RECORDS FOR THIS EXERCISE Start Marker

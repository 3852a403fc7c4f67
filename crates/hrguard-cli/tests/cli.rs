//! End-to-end tests for the hrguard binary.

#![allow(deprecated)] // Command::cargo_bin is deprecated but replacement requires newer assert_cmd

use assert_cmd::Command;
use predicates::prelude::*;
use std::fs;
use tempfile::TempDir;

const DUPLICATE_MANAGER: &str = r"
[[directory.departments]]
manager_id = 50
department_id = 1302

[[directory.departments]]
manager_id = 50
department_id = 1400
";

const PROJECT_CONFIG: &str = r"
[directory]
lookup_timeout_ms = 200

[[directory.departments]]
manager_id = 50
department_id = 1302
";

fn project() -> TempDir {
    let temp = TempDir::new().unwrap();
    fs::write(temp.path().join("hrguard.toml"), PROJECT_CONFIG).unwrap();
    temp
}

fn hrguard(project: &TempDir) -> Command {
    let mut cmd = Command::cargo_bin("hrguard").unwrap();
    cmd.arg("--no-color")
        .arg("--project")
        .arg(project.path())
        .env_remove("RUST_LOG");
    cmd
}

fn check_json(project: &TempDir, args: &[&str]) -> serde_json::Value {
    let output = hrguard(project)
        .arg("check")
        .args(args)
        .args(["--format", "json"])
        .output()
        .unwrap();
    assert!(output.status.success());
    serde_json::from_slice(&output.stdout).unwrap()
}

// ============================================================================
// Informational Commands
// ============================================================================

#[test]
fn version_command_succeeds() {
    let project = project();
    hrguard(&project)
        .arg("version")
        .assert()
        .success()
        .stdout(predicate::str::contains("hrguard"));
}

#[test]
fn roles_lists_every_role() {
    let project = project();
    hrguard(&project)
        .arg("roles")
        .assert()
        .success()
        .stdout(predicate::str::contains("department_manager"))
        .stdout(predicate::str::contains("HR Specialist"))
        .stdout(predicate::str::contains("own department"));
}

#[test]
fn matrix_table_lists_capabilities() {
    let project = project();
    hrguard(&project)
        .arg("matrix")
        .assert()
        .success()
        .stdout(predicate::str::contains("canViewPayroll"))
        .stdout(predicate::str::contains("canRequestLeave"));
}

#[test]
fn matrix_json_is_complete() {
    let project = project();
    let output = hrguard(&project)
        .args(["matrix", "--format", "json"])
        .output()
        .unwrap();
    assert!(output.status.success());

    let value: serde_json::Value = serde_json::from_slice(&output.stdout).unwrap();
    let roles = value.as_array().unwrap();
    assert_eq!(roles.len(), 6);
    for role in roles {
        assert_eq!(role["permissions"].as_object().unwrap().len(), 19);
    }
}

#[test]
fn config_shows_project_values() {
    let project = project();
    hrguard(&project)
        .args(["config", "--format", "toml"])
        .assert()
        .success()
        .stdout(predicate::str::contains("lookup_timeout_ms = 200"))
        .stdout(predicate::str::contains("manager_id = 50"));
}

// ============================================================================
// Decisions
// ============================================================================

#[test]
fn mapped_manager_gets_department_scope() {
    let project = project();
    let value = check_json(&project, &["50", "department_manager", "canViewEmployees"]);

    assert_eq!(value["allowed"], true);
    assert_eq!(value["degraded"], false);
    assert_eq!(value["scope"]["kind"], "department_only");
    assert_eq!(value["scope"]["id"], 1302);

    let granted = value["granted"].as_array().unwrap();
    assert!(granted.contains(&serde_json::json!("canViewEmployees")));
    assert!(!granted.contains(&serde_json::json!("canViewAllData")));
}

#[test]
fn unmapped_manager_gets_empty_scope() {
    let project = project();
    let value = check_json(&project, &["51", "department_manager", "canViewEmployees"]);

    assert_eq!(value["allowed"], true);
    assert_eq!(value["scope"]["kind"], "none");
}

#[test]
fn unknown_role_claim_degrades_to_employee() {
    let project = project();
    let value = check_json(&project, &["3", "superuser", "canViewPayroll"]);

    assert_eq!(value["role"], "employee");
    assert_eq!(value["degraded"], true);
    assert_eq!(value["allowed"], false);
    assert!(value["scope"].is_null());
}

#[test]
fn table_output_marks_denials() {
    let project = project();
    hrguard(&project)
        .args(["check", "20", "hr_specialist", "canViewPayroll"])
        .assert()
        .success()
        .stdout(predicate::str::contains("denied"));
}

#[test]
fn strict_mode_fails_on_denial() {
    let project = project();
    hrguard(&project)
        .args(["check", "20", "hr_specialist", "canViewPayroll", "--strict"])
        .assert()
        .failure()
        .stderr(predicate::str::contains("not authorized"));

    hrguard(&project)
        .args(["check", "1", "owner", "canViewPayroll", "--strict"])
        .assert()
        .success();
}

#[test]
fn unknown_capability_is_rejected() {
    let project = project();
    hrguard(&project)
        .args(["check", "1", "owner", "canLaunchRockets"])
        .assert()
        .failure()
        .stderr(predicate::str::contains("unknown capability"));
}

#[test]
fn explicit_config_with_duplicate_manager_is_rejected() {
    let project = project();
    let path = project.path().join("broken.toml");
    fs::write(&path, DUPLICATE_MANAGER).unwrap();

    hrguard(&project)
        .arg("--config")
        .arg(&path)
        .args(["check", "50", "department_manager", "canViewEmployees"])
        .assert()
        .failure()
        .stderr(predicate::str::contains("more than one department"));
}

#[test]
fn broken_project_config_only_fails_commands_that_read_it() {
    let project = TempDir::new().unwrap();
    fs::write(project.path().join("hrguard.toml"), DUPLICATE_MANAGER).unwrap();

    for command in ["version", "roles", "matrix"] {
        hrguard(&project).arg(command).assert().success();
    }

    hrguard(&project)
        .arg("config")
        .assert()
        .failure()
        .stderr(predicate::str::contains("more than one department"));
}
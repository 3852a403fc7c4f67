//! Configuration loader with multi-source merging

use std::env;
use std::path::{Path, PathBuf};

use anyhow::{Context, Result};
use tracing::warn;

use crate::{HrguardConfig, Paths};

/// Configuration loader with builder pattern
pub struct ConfigLoader {
    project_dir: PathBuf,
    env_prefix: String,
    include_user_config: bool,
}

impl ConfigLoader {
    /// Create a new config loader with default project directory (current dir)
    pub fn new() -> Self {
        Self {
            project_dir: env::current_dir().unwrap_or_else(|_| PathBuf::from(".")),
            env_prefix: "HRG".to_string(),
            include_user_config: true,
        }
    }

    /// Set the project directory
    pub fn with_project_dir(mut self, dir: impl AsRef<Path>) -> Self {
        self.project_dir = dir.as_ref().to_path_buf();
        self
    }

    /// Set the environment variable prefix (default: "HRG")
    pub fn with_env_prefix(mut self, prefix: impl Into<String>) -> Self {
        self.env_prefix = prefix.into();
        self
    }

    /// Skip ~/.config/hrguard/config.toml
    pub fn without_user_config(mut self) -> Self {
        self.include_user_config = false;
        self
    }

    /// Load configuration from all sources with proper precedence
    pub fn load(self) -> Result<HrguardConfig> {
        let mut builder = config::Config::builder();

        // 1. Start with built-in defaults
        let defaults = HrguardConfig::default();
        builder = builder.add_source(config::Config::try_from(&defaults)?);

        // 2. User config (~/.config/hrguard/config.toml)
        if self.include_user_config
            && let Ok(user_config_file) = Paths::new().user_config_file()
            && user_config_file.exists()
        {
            builder = builder.add_source(
                config::File::from(user_config_file)
                    .required(false)
                    .format(config::FileFormat::Toml),
            );
        }

        // 3. Project config (hrguard.toml)
        let project_config_file = Paths::project_config_file(&self.project_dir);
        if project_config_file.exists() {
            builder = builder.add_source(
                config::File::from(project_config_file)
                    .required(false)
                    .format(config::FileFormat::Toml),
            );
        }

        // 4. Local config (hrguard.local.toml, gitignored)
        let local_config_file = Paths::local_config_file(&self.project_dir);
        if local_config_file.exists() {
            builder = builder.add_source(
                config::File::from(local_config_file)
                    .required(false)
                    .format(config::FileFormat::Toml),
            );
        }

        // 5. Environment variables (HRG_CACHE__TTL_SECS=30)
        builder = builder.add_source(
            config::Environment::with_prefix(&self.env_prefix)
                .prefix_separator("_")
                .separator("__")
                .try_parsing(true),
        );

        let config = builder.build().context("Failed to build configuration")?;

        let hrguard_config: HrguardConfig = config
            .try_deserialize()
            .context("Failed to deserialize configuration")?;

        hrguard_config
            .validate()
            .context("Configuration failed validation")?;

        Ok(hrguard_config)
    }

    /// Load configuration, falling back to defaults on any error.
    ///
    /// The error is logged; a broken file never goes unnoticed.
    pub fn load_or_default(self) -> HrguardConfig {
        self.load().unwrap_or_else(|err| {
            let error = format!("{err:#}");
            warn!(error = %error, "Falling back to default configuration");
            HrguardConfig::default()
        })
    }
}

impl Default for ConfigLoader {
    fn default() -> Self {
        Self::new()
    }
}

#[cfg(test)]
mod tests {
    use super::*;
    use crate::DepartmentAssignment;
    use std::fs;
    use std::io;
    use std::sync::{Arc, Mutex};
    use tempfile::tempdir;

    /// Collects formatted log lines for assertions.
    #[derive(Clone, Default)]
    struct CapturedLogs(Arc<Mutex<Vec<u8>>>);

    impl CapturedLogs {
        fn contents(&self) -> String {
            String::from_utf8(self.0.lock().unwrap().clone()).unwrap()
        }
    }

    impl io::Write for CapturedLogs {
        fn write(&mut self, buf: &[u8]) -> io::Result<usize> {
            self.0.lock().unwrap().extend_from_slice(buf);
            Ok(buf.len())
        }

        fn flush(&mut self) -> io::Result<()> {
            Ok(())
        }
    }

    fn loader(dir: &Path) -> ConfigLoader {
        ConfigLoader::new()
            .with_project_dir(dir)
            .with_env_prefix("HRG_LOADER_TEST")
            .without_user_config()
    }

    #[test]
    fn test_load_defaults() {
        let temp_dir = tempdir().expect("Failed to create temp dir");
        let config = loader(temp_dir.path())
            .load()
            .expect("Failed to load config");

        assert_eq!(config, HrguardConfig::default());
    }

    #[test]
    fn test_load_project_config() {
        let temp_dir = tempdir().expect("Failed to create temp dir");
        let project_dir = temp_dir.path();

        let config_content = r#"
[directory]
lookup_timeout_ms = 500

[[directory.departments]]
manager_id = 50
department_id = 1302

[[directory.departments]]
manager_id = 51
department_id = 1400

[cache]
enabled = false

[logging]
level = "debug"
"#;
        fs::write(project_dir.join("hrguard.toml"), config_content)
            .expect("Failed to write config");

        let config = loader(project_dir).load().expect("Failed to load config");

        assert_eq!(config.directory.lookup_timeout_ms, 500);
        assert_eq!(
            config.directory.departments,
            vec![
                DepartmentAssignment {
                    manager_id: 50,
                    department_id: 1302
                },
                DepartmentAssignment {
                    manager_id: 51,
                    department_id: 1400
                },
            ]
        );
        assert!(!config.cache.enabled);
        assert_eq!(config.cache.ttl_secs, 60);
        assert_eq!(config.logging.level, "debug");
        assert!(config.logging.audit);
    }

    #[test]
    fn test_local_overrides() {
        let temp_dir = tempdir().expect("Failed to create temp dir");
        let project_dir = temp_dir.path();

        fs::write(
            project_dir.join("hrguard.toml"),
            r"
[cache]
ttl_secs = 30
",
        )
        .expect("Failed to write project config");

        fs::write(
            project_dir.join("hrguard.local.toml"),
            r"
[cache]
ttl_secs = 5
",
        )
        .expect("Failed to write local config");

        let config = loader(project_dir).load().expect("Failed to load config");

        assert_eq!(config.cache.ttl_secs, 5);
    }

    #[test]
    fn test_invalid_project_config_is_rejected() {
        let temp_dir = tempdir().expect("Failed to create temp dir");
        let project_dir = temp_dir.path();

        fs::write(
            project_dir.join("hrguard.toml"),
            r"
[[directory.departments]]
manager_id = 50
department_id = 1302

[[directory.departments]]
manager_id = 50
department_id = 1400
",
        )
        .expect("Failed to write config");

        assert!(loader(project_dir).load().is_err());
        assert_eq!(
            loader(project_dir).load_or_default(),
            HrguardConfig::default()
        );
    }

    #[test]
    fn test_load_or_default_logs_the_failure() {
        let temp_dir = tempdir().expect("Failed to create temp dir");
        let project_dir = temp_dir.path();
        fs::write(
            project_dir.join("hrguard.toml"),
            "[directory]\nlookup_timeout_ms = 0\n",
        )
        .expect("Failed to write config");

        let logs = CapturedLogs::default();
        let writer = logs.clone();
        let subscriber = tracing_subscriber::fmt()
            .with_writer(move || writer.clone())
            .with_ansi(false)
            .finish();

        let load = || loader(project_dir).load_or_default();
        let config = tracing::subscriber::with_default(subscriber, load);

        assert_eq!(config, HrguardConfig::default());
        let output = logs.contents();
        assert!(output.contains("WARN"));
        assert!(output.contains("Falling back to default configuration"));
        assert!(output.contains("must be greater than zero"));
    }
}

RECORDS FOR THIS EXERCISE End Marker

- **ASSIGNMENT**: Starting at the line above that contains "Self::new()", write out each line exactly until the line that contains "fn loader(dir: &Path)" has been written, and stop there.

- **THE ANSWER**:
        Self::new()
    }
}

#[cfg(test)]
mod tests {
    use super::*;
    use crate::DepartmentAssignment;
    use std::fs;
    use std::io;
    use std::sync::{Arc, Mutex};
    use tempfile::tempdir;

    /// Collects formatted log lines for assertions.
    #[derive(Clone, Default)]
    struct CapturedLogs(Arc<Mutex<Vec<u8>>>);

    impl CapturedLogs {
        fn contents(&self) -> String {
            String::from_utf8(self.0.lock().unwrap().clone()).unwrap()
        }
    }

    impl io::Write for CapturedLogs {
        fn write(&mut self, buf: &[u8]) -> io::Result<usize> {
            self.0.lock().unwrap().extend_from_slice(buf);
            Ok(buf.len())
        }

        fn flush(&mut self) -> io::Result<()> {
            Ok(())
        }
    }

    fn loader(dir: &Path) -> ConfigLoader {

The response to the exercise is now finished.